MARZIPAN TEA BISCUITS



One dark, sad evening, in a little flat in a dear green place at the edges of Bad City, a pretty white mug shatters into a hundred pieces, and waves goodbye to this world never to be seen again. And from the back of a cupboard in the tiny kitchen of this little flat, behind glasses and pots and second-hand china, another mug, long forgotten, is brought back to light. This big colourful mug is painted with images of a place that is half a world away in space and time too; but memories of this remote island all of a sudden find their way to you on a shaky seaplane; and it is some sunny, placid memories of car rides along a promenade and there’s tall tall trees; and people smile at you and feed you nuts and chocolate, and take you to a house of leaves where you find jars and jars of toffee and vanilla and sweet marzipan tea.
Whenever I hear that everything happens for a reason, I secretly cringe with disdain; as there can’t possibly be a recommended daily intake of misfortune, never mind having a good 5-a-day of it; however, I must admit, catastrophes may cater for stories; and in this specific case, catastrophes do cater for very nice biscuits.

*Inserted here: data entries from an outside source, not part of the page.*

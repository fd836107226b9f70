//! Caller context for request-scoped identity.

use serde::{Deserialize, Serialize};

use crate::types::{Capability, ExternalUserId, IdentityProvider};

/// Identity of the client calling the service.
///
/// Built once per request (REST) or per session (MCP) and immutable
/// afterwards.
#[derive(Debug, Clone, Serialize, Deserialize)]
pub struct CallerContext {
    /// External identity (e.g., API key hash or "anonymous")
    external_id: ExternalUserId,
    /// Identity provider that authenticated this caller
    provider: IdentityProvider,
    /// Optional display name
    display_name: Option<String>,
    /// Capabilities granted to the caller
    capabilities: Vec<Capability>,
    /// Whether this is an anonymous caller
    is_anonymous: bool,
    /// Client IP address
    ip_address: Option<String>,
    /// Client user agent
    user_agent: Option<String>,
}

impl CallerContext {
    /// Create a new caller context.
    pub fn new(
        external_id: ExternalUserId,
        provider: IdentityProvider,
        display_name: Option<String>,
        capabilities: Vec<Capability>,
    ) -> Self {
        let is_anonymous = provider.as_str() == "anonymous";
        Self {
            external_id,
            provider,
            display_name,
            capabilities,
            is_anonymous,
            ip_address: None,
            user_agent: None,
        }
    }

    /// Create an anonymous caller with the given capabilities.
    pub fn anonymous(capabilities: Vec<Capability>) -> Self {
        Self {
            external_id: ExternalUserId::new("anonymous"),
            provider: IdentityProvider::new("anonymous"),
            display_name: Some("Anonymous".to_string()),
            capabilities,
            is_anonymous: true,
            ip_address: None,
            user_agent: None,
        }
    }

    /// Trusted local operator (CLI and stdio transport). Holds every
    /// capability.
    pub fn local_operator() -> Self {
        Self::new(
            ExternalUserId::new("local"),
            IdentityProvider::new("local"),
            Some("Local Operator".to_string()),
            vec![Capability::new(Capability::WILDCARD)],
        )
    }

    /// Set client metadata for logging.
    pub fn with_client_info(
        mut self,
        ip_address: Option<String>,
        user_agent: Option<String>,
    ) -> Self {
        self.ip_address = ip_address;
        self.user_agent = user_agent;
        self
    }

    /// Get the external identity.
    pub fn external_id(&self) -> &ExternalUserId {
        &self.external_id
    }

    /// Get the identity provider.
    pub fn provider(&self) -> &IdentityProvider {
        &self.provider
    }

    /// Get the display name.
    pub fn display_name(&self) -> Option<&str> {
        self.display_name.as_deref()
    }

    /// Capabilities granted to this caller.
    pub fn capabilities(&self) -> &[Capability] {
        &self.capabilities
    }

    /// Whether any granted capability covers `required`.
    pub fn has_capability(&self, required: &Capability) -> bool {
        self.capabilities.iter().any(|c| c.grants(required))
    }

    /// Check if this is an anonymous caller.
    pub fn is_anonymous(&self) -> bool {
        self.is_anonymous
    }

    /// Get the client IP address.
    pub fn ip_address(&self) -> Option<&str> {
        self.ip_address.as_deref()
    }

    /// Get the client user agent.
    pub fn user_agent(&self) -> Option<&str> {
        self.user_agent.as_deref()
    }

    /// Get a display-friendly name for this caller.
    pub fn display(&self) -> String {
        match &self.display_name {
            Some(name) => name.clone(),
            None => self.external_id.to_string(),
        }
    }
}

In loving memory of my white mug – July 2015-11th March 2016




MARZIPAN TEA BISCUITS


155g (2/3 cup) margarine
90g (scant 1/2 cup) sugar
200g (1 ¾ cups) plain flour
1/8 teaspoon salt
1 teaspoon almond extract
1/2 teaspoon vanilla extract
1 heaped tablespoon loose-leaf marzipan rooibos tea

In a large bowl cream together margarine and sugar until light and fluffy. In a separate bowl combine flour and salt and add to the margarine mixture. Mix well then add almond and vanilla extract and tea leaves. Mix again until the mixture comes together as a smooth dough. Wrap in cling film and place in the fridge for at least 30 minutes.
Preheat the oven to 175°C (350°F) and line a baking tray with parchment paper. Remove the dough from the fridge and roll it out thinly on a lightly floured surface. Cut out into shapes and place onto the prepared baking tray. Bake for 12 minutes rotating the tray half way through, until the biscuits turn light golden brown at the edges. Leave on the tray for two minutes before transferring to a cooling rack.



Notes
It is some pretty special tea that I used here <3
If you can’t find marzipan tea, not to worry. You can use regular loose-leaf rooibos tea and add tiny bits of marzipan and finely chopped almonds to it (that’s what’s in my tea blend also); or just use regular loose-leaf rooibos, as the almondy taste will still come through from the almond extract.
More good news: any kind of loose-leaf tea can in fact be used in the recipe, so if you feel adventurous you can pick whichever you like best.